▶ [Your task]:
Below are the entries; state how many of their lines contain the string "await", and nothing more.

▶ [Entries shown]:
━━━━
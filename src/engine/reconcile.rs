//! Legacy state reconciliation
//!
//! Streams either manage their own state through [`ExplicitState`] or derive
//! it record by record through the deprecated `get_updated_state`. The engine
//! always prefers the former and falls back to whatever snapshot it tracks.
//!
//! [`ExplicitState`]: crate::stream::ExplicitState

use crate::state::StreamState;
use crate::stream::Stream;

/// The stream's explicit state when it answers, else `fallback`
///
/// Queried fresh on every call: a stream may start answering partway through
/// a read.
pub fn reconcile(stream: &dyn Stream, fallback: Option<&StreamState>) -> Option<StreamState> {
    stream
        .explicit_state()
        .and_then(|accessor| accessor.current_state())
        .or_else(|| fallback.cloned())
}

/// The stream's explicit state, without fallback
pub fn explicit_state(stream: &dyn Stream) -> Option<StreamState> {
    reconcile(stream, None)
}
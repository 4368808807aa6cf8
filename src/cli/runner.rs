//! CLI runner - executes commands

use crate::cli::commands::{Cli, Commands, OutputFormat};
use crate::config::ConfiguredCatalog;
use crate::connector::{Source, SourceReader};
use crate::connectors::{load_source, JsonlSource};
use crate::engine::{AlwaysLogSliceLogger, DebugSliceLogger, SliceLogger, SyncConfig};
use crate::error::{Error, Result, ResultExt};
use crate::state::StateManager;
use serde::Serialize;
use serde_json::json;
use std::fs;
use std::path::{Path, PathBuf};
use std::time::Instant;

/// Options of the `read` command
#[derive(Debug, Clone, Default)]
pub struct ReadOptions {
    pub catalog: Option<PathBuf>,
    pub streams: Option<String>,
    pub max_records: Option<usize>,
    pub log_slices: bool,
    pub continue_on_error: bool,
    pub state_out: Option<PathBuf>,
}

/// CLI runner
pub struct Runner {
    cli: Cli,
}

impl Runner {
    /// Create a new runner
    pub fn new(cli: Cli) -> Self {
        Self { cli }
    }

    /// Run the CLI command
    pub async fn run(&self) -> Result<()> {
        match &self.cli.command {
            Commands::Check => self.check().await,
            Commands::Discover => self.discover(),
            Commands::Read {
                catalog,
                streams,
                max_records,
                log_slices,
                continue_on_error,
                state_out,
            } => {
                let options = ReadOptions {
                    catalog: catalog.clone(),
                    streams: streams.clone(),
                    max_records: *max_records,
                    log_slices: *log_slices,
                    continue_on_error: *continue_on_error,
                    state_out: state_out.clone(),
                };
                self.read(&options).await
            }
        }
    }

    /// Load the source definition
    fn load_source(&self) -> Result<JsonlSource> {
        let path = self
            .cli
            .source
            .as_ref()
            .ok_or_else(|| Error::config("Source file not specified (use -S flag)"))?;
        load_source(path)
    }

    /// Load state
    fn load_state(&self) -> Result<StateManager> {
        // Inline state takes precedence
        if let Some(state_json) = &self.cli.state_json {
            StateManager::from_json(state_json)
        } else if let Some(path) = &self.cli.state {
            StateManager::from_file(path)
        } else {
            Ok(StateManager::in_memory())
        }
    }

    /// Check that the source's data is reachable
    async fn check(&self) -> Result<()> {
        let source = self.load_source()?;
        tracing::info!(source = source.name(), "Checking source");

        let result = source.check().await?;
        self.output_message(&json!({
            "type": "CONNECTION_STATUS",
            "connectionStatus": {
                "status": if result.success { "SUCCEEDED" } else { "FAILED" },
                "message": result.message
            }
        }))
    }

    /// Print the source catalog
    fn discover(&self) -> Result<()> {
        let source = self.load_source()?;
        let catalog = source.discover()?;
        self.output_message(&json!({
            "type": "CATALOG",
            "catalog": catalog
        }))
    }

    /// Read the configured streams
    async fn read(&self, options: &ReadOptions) -> Result<()> {
        let sync_start = Instant::now();
        let source = self.load_source()?;
        let state = self.load_state()?;
        let catalog = configured_catalog(
            &source,
            options.catalog.as_deref(),
            options.streams.as_deref(),
        )?;

        let mut config = SyncConfig::new().with_fail_fast(!options.continue_on_error);
        if let Some(max) = options.max_records {
            config = config.with_limit(max);
        }
        let slice_logger: Box<dyn SliceLogger> = if options.log_slices {
            Box::new(AlwaysLogSliceLogger)
        } else {
            Box::new(DebugSliceLogger)
        };

        let mut reader =
            SourceReader::new(&source, &catalog, &state, slice_logger.as_ref(), config);
        let mut failure = None;
        while let Some(result) = reader.next_message().await {
            match result {
                Ok(message) => self.output_message(&message)?,
                Err(e) => {
                    failure = Some(e);
                    break;
                }
            }
        }

        // Persist whatever was checkpointed, even after a failure
        if let Some(path) = &options.state_out {
            state
                .save_to_file(path)
                .await
                .with_context(|| format!("Failed to write state to {}", path.display()))?;
        }

        let stats = reader.stats();
        self.output_message(&json!({
            "type": "SYNC_SUMMARY",
            "summary": {
                "status": if failure.is_none() { "SUCCEEDED" } else { "FAILED" },
                "source": source.name(),
                "total_records": stats.records_synced,
                "total_streams": stats.streams_synced,
                "slices_read": stats.slices_read,
                "checkpoints": stats.checkpoints,
                "failed_streams": stats.errors,
                "duration_ms": sync_start.elapsed().as_millis() as u64,
                "state_file": options
                    .state_out
                    .as_ref()
                    .or(self.cli.state.as_ref())
                    .map(|p| p.display().to_string())
            }
        }))?;

        match failure {
            Some(e) => Err(e),
            None => Ok(()),
        }
    }

    /// Output a message
    fn output_message<T: Serialize>(&self, msg: &T) -> Result<()> {
        let line = match self.cli.format {
            OutputFormat::Json => serde_json::to_string(msg)?,
            OutputFormat::Pretty => serde_json::to_string_pretty(msg)?,
        };
        println!("{line}");
        Ok(())
    }
}

/// The catalog a read runs with
///
/// Loaded from `catalog` when given, otherwise built from the source's own
/// catalog. `streams` narrows either to the named streams.
pub fn configured_catalog(
    source: &dyn Source,
    catalog: Option<&Path>,
    streams: Option<&str>,
) -> Result<ConfiguredCatalog> {
    let configured = match catalog {
        Some(path) => {
            let content = fs::read_to_string(path).map_err(|e| {
                Error::config(format!(
                    "Failed to read catalog file {}: {e}",
                    path.display()
                ))
            })?;
            serde_json::from_str(&content)
                .with_context(|| format!("Invalid catalog file {}", path.display()))?
        }
        None => ConfiguredCatalog::from_catalog(&source.discover()?),
    };

    let Some(streams) = streams.filter(|s| !s.trim().is_empty()) else {
        return Ok(configured);
    };
    let names: Vec<&str> = streams.split(',').map(str::trim).collect();
    for name in &names {
        if !configured.streams.iter().any(|s| s.stream.name == *name) {
            tracing::warn!(stream = *name, "Requested stream is not in the catalog");
        }
    }
    Ok(configured.select(&names))
}

#[cfg(test)]
mod tests {
    use super::*;
    use crate::connectors::load_source_from_str;
    use crate::types::SyncMode;
    use pretty_assertions::assert_eq;

    fn source() -> JsonlSource {
        load_source_from_str(
            r"
name: shop
streams:
  - name: orders
    path: orders
    cursor_field: updated_at
  - name: events
    path: events.jsonl
",
        )
        .unwrap()
    }

    fn names(catalog: &ConfiguredCatalog) -> Vec<(&str, SyncMode)> {
        catalog
            .streams
            .iter()
            .map(|s| (s.stream.name.as_str(), s.sync_mode))
            .collect()
    }

    #[test]
    fn test_default_catalog_prefers_incremental() {
        let catalog = configured_catalog(&source(), None, None).unwrap();
        assert_eq!(
            names(&catalog),
            vec![
                ("orders", SyncMode::Incremental),
                ("events", SyncMode::FullRefresh)
            ]
        );
    }

    #[test]
    fn test_stream_filter() {
        let catalog = configured_catalog(&source(), None, Some("events, missing")).unwrap();
        assert_eq!(names(&catalog), vec![("events", SyncMode::FullRefresh)]);

        let catalog = configured_catalog(&source(), None, Some("")).unwrap();
        assert_eq!(catalog.streams.len(), 2);
    }

    #[test]
    fn test_catalog_file() {
        let dir = tempfile::tempdir().unwrap();
        let path = dir.path().join("catalog.json");
        let mut catalog = ConfiguredCatalog::from_catalog(&source().discover().unwrap());
        catalog.streams[0].sync_mode = SyncMode::FullRefresh;
        fs::write(&path, serde_json::to_string(&catalog).unwrap()).unwrap();

        let loaded = configured_catalog(&source(), Some(&path), Some("orders")).unwrap();
        assert_eq!(names(&loaded), vec![("orders", SyncMode::FullRefresh)]);
    }

    #[test]
    fn test_missing_catalog_file() {
        let err = configured_catalog(&source(), Some(Path::new("/no/catalog.json")), None)
            .err()
            .unwrap();
        assert!(err.is_config_error());
    }
}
━━━━
▶ [Result below]:
5